## WHAT YOU ARE ASKED TO DO
Wherever the string "HashSet" turns up in the data, copy the whole line.

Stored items
◆ ◆ ◆
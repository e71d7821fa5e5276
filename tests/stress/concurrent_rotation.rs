//! Concurrency test: parallel issuance and rotation for a single user.
//!
//! Validates that rotations serialize, that exactly one record stays active,
//! and that the vault ends up holding the active identity's key.

use std::collections::HashSet;
use std::sync::atomic::{AtomicBool, Ordering};
use std::sync::Arc;
use std::thread;

use did_key_issuer::codec::public_key_from_identifier;
use did_key_issuer::{
    IdentityStore, IssuanceService, IssuerConfig, MemoryIdentityStore, MemoryVaultStore,
};

fn active_count(service: &IssuanceService, user_id: &str) -> usize {
    service
        .history(user_id)
        .unwrap()
        .iter()
        .filter(|r| r.is_active())
        .count()
}

#[test]
fn stress_32_concurrent_rotations_file_backed() {
    let tmp = tempfile::tempdir().unwrap();
    let config = IssuerConfig::with_data_dir(tmp.path());
    let service = IssuanceService::open(&config).unwrap();

    let mut handles = Vec::new();
    for _ in 0..32 {
        let service = service.clone();
        handles.push(thread::spawn(move || {
            service.issue("shared", true).expect("rotation should succeed")
        }));
    }
    let issued: Vec<_> = handles.into_iter().map(|h| h.join().unwrap()).collect();

    let history = service.history("shared").unwrap();
    assert_eq!(history.len(), 32);
    assert_eq!(active_count(&service, "shared"), 1);

    let unique: HashSet<_> = history.iter().map(|r| r.identifier.clone()).collect();
    assert_eq!(unique.len(), 32, "every rotation mints a distinct identifier");
    for record in &issued {
        assert!(unique.contains(&record.identifier));
    }

    // The last appended record is the active one, and the vault holds its key.
    let active = service.active("shared").unwrap().unwrap();
    assert_eq!(history.last(), Some(&active));

    let raw = std::fs::read(config.vault_path()).unwrap();
    let vault: serde_json::Value = serde_json::from_slice(&raw).unwrap();
    let entries = vault["entries"].as_array().unwrap();
    assert_eq!(entries.len(), 1);
    let secret = base64::Engine::decode(
        &base64::engine::general_purpose::STANDARD,
        entries[0]["privateKeyB64"].as_str().unwrap(),
    )
    .unwrap();
    let active_key = public_key_from_identifier(&active.identifier).unwrap();
    assert_eq!(&secret[32..], &active_key[..]);
}

#[test]
fn stress_issued_at_non_decreasing_under_contention() {
    let service = IssuanceService::new(
        Arc::new(MemoryIdentityStore::new()),
        Arc::new(MemoryVaultStore::new()),
    );

    let handles: Vec<_> = (0..16)
        .map(|_| {
            let service = service.clone();
            thread::spawn(move || {
                for _ in 0..10 {
                    service.issue("clocked", true).unwrap();
                }
            })
        })
        .collect();
    for h in handles {
        h.join().unwrap();
    }

    let history = service.history("clocked").unwrap();
    assert_eq!(history.len(), 160);
    for pair in history.windows(2) {
        assert!(pair[0].issued_at <= pair[1].issued_at);
    }
}

#[test]
fn stress_concurrent_first_issuance_is_shared() {
    let tmp = tempfile::tempdir().unwrap();
    let service = IssuanceService::open(&IssuerConfig::with_data_dir(tmp.path())).unwrap();

    let handles: Vec<_> = (0..24)
        .map(|_| {
            let service = service.clone();
            thread::spawn(move || service.issue("newcomer", false).unwrap())
        })
        .collect();
    let records: Vec<_> = handles.into_iter().map(|h| h.join().unwrap()).collect();

    let first = &records[0];
    assert!(records.iter().all(|r| r == first));
    assert_eq!(service.history("newcomer").unwrap().len(), 1);
}

#[test]
fn stress_readers_never_see_two_active() {
    let tmp = tempfile::tempdir().unwrap();
    let config = IssuerConfig::with_data_dir(tmp.path());
    let service = IssuanceService::open(&config).unwrap();
    service.issue("watched", false).unwrap();

    let done = Arc::new(AtomicBool::new(false));

    let readers: Vec<_> = (0..4)
        .map(|_| {
            let service = service.clone();
            let done = Arc::clone(&done);
            thread::spawn(move || {
                let mut observations = 0usize;
                while !done.load(Ordering::Acquire) {
                    assert_eq!(active_count(&service, "watched"), 1);
                    assert!(service.active("watched").unwrap().is_some());
                    observations += 1;
                }
                observations
            })
        })
        .collect();

    let writers: Vec<_> = (0..4)
        .map(|_| {
            let service = service.clone();
            thread::spawn(move || {
                for _ in 0..10 {
                    service.issue("watched", true).unwrap();
                }
            })
        })
        .collect();

    for w in writers {
        w.join().unwrap();
    }
    done.store(true, Ordering::Release);
    for r in readers {
        r.join().unwrap();
    }

    assert_eq!(service.history("watched").unwrap().len(), 41);
}

#[test]
fn stress_direct_store_appends_serialize() {
    let store = Arc::new(MemoryIdentityStore::new());

    let handles: Vec<_> = (0..50)
        .map(|i| {
            let store = Arc::clone(&store);
            thread::spawn(move || {
                let record = did_key_issuer::IdentityRecord::new_active(
                    "direct",
                    format!("did:key:z{i}"),
                    format!("z{i}"),
                    did_key_issuer::time::now(),
                );
                store.append_as_active(record).unwrap();
            })
        })
        .collect();
    for h in handles {
        h.join().unwrap();
    }

    let history = store.history("direct").unwrap();
    assert_eq!(history.len(), 50);
    assert_eq!(history.iter().filter(|r| r.is_active()).count(), 1);
}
◆ ◆ ◆
## RESPONSE AREA
use std::collections::HashSet;
    let unique: HashSet<_> = history.iter().map(|r| r.identifier.clone()).collect();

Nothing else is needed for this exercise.